> **INSTRUCTIONS FOR THE TASK**:
Count every line in the data below that includes "HashSet", and give only the result.

━━ RECORDS

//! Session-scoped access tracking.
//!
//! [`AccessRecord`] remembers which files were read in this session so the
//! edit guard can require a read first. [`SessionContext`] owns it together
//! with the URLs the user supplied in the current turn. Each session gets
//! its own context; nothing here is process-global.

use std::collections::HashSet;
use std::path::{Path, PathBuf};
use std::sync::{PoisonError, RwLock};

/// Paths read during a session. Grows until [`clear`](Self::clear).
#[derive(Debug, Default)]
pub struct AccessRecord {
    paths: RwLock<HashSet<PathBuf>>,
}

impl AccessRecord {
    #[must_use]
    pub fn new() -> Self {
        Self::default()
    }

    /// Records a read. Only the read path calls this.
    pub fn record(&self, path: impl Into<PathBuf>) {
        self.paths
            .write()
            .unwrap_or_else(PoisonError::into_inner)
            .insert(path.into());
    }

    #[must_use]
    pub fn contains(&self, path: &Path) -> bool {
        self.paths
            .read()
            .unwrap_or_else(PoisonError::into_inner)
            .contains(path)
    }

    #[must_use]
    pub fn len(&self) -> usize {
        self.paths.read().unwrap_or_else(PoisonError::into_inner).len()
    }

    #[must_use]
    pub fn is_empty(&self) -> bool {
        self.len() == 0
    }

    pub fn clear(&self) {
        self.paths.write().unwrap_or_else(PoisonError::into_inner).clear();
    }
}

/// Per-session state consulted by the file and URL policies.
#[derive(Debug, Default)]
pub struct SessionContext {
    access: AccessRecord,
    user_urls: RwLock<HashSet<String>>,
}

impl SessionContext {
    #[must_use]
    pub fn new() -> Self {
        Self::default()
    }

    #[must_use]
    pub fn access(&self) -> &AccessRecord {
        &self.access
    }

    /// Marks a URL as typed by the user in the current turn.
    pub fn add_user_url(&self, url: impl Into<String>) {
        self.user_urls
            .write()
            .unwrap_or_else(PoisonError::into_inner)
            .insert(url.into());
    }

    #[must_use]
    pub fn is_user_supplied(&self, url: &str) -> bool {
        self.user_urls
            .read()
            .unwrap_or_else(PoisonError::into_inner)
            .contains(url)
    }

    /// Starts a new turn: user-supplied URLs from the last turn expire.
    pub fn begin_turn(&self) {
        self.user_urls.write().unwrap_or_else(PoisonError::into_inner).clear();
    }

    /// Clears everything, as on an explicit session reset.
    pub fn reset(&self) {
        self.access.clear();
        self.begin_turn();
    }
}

━━━━

> **ANSWER TO THIS TASK**:
3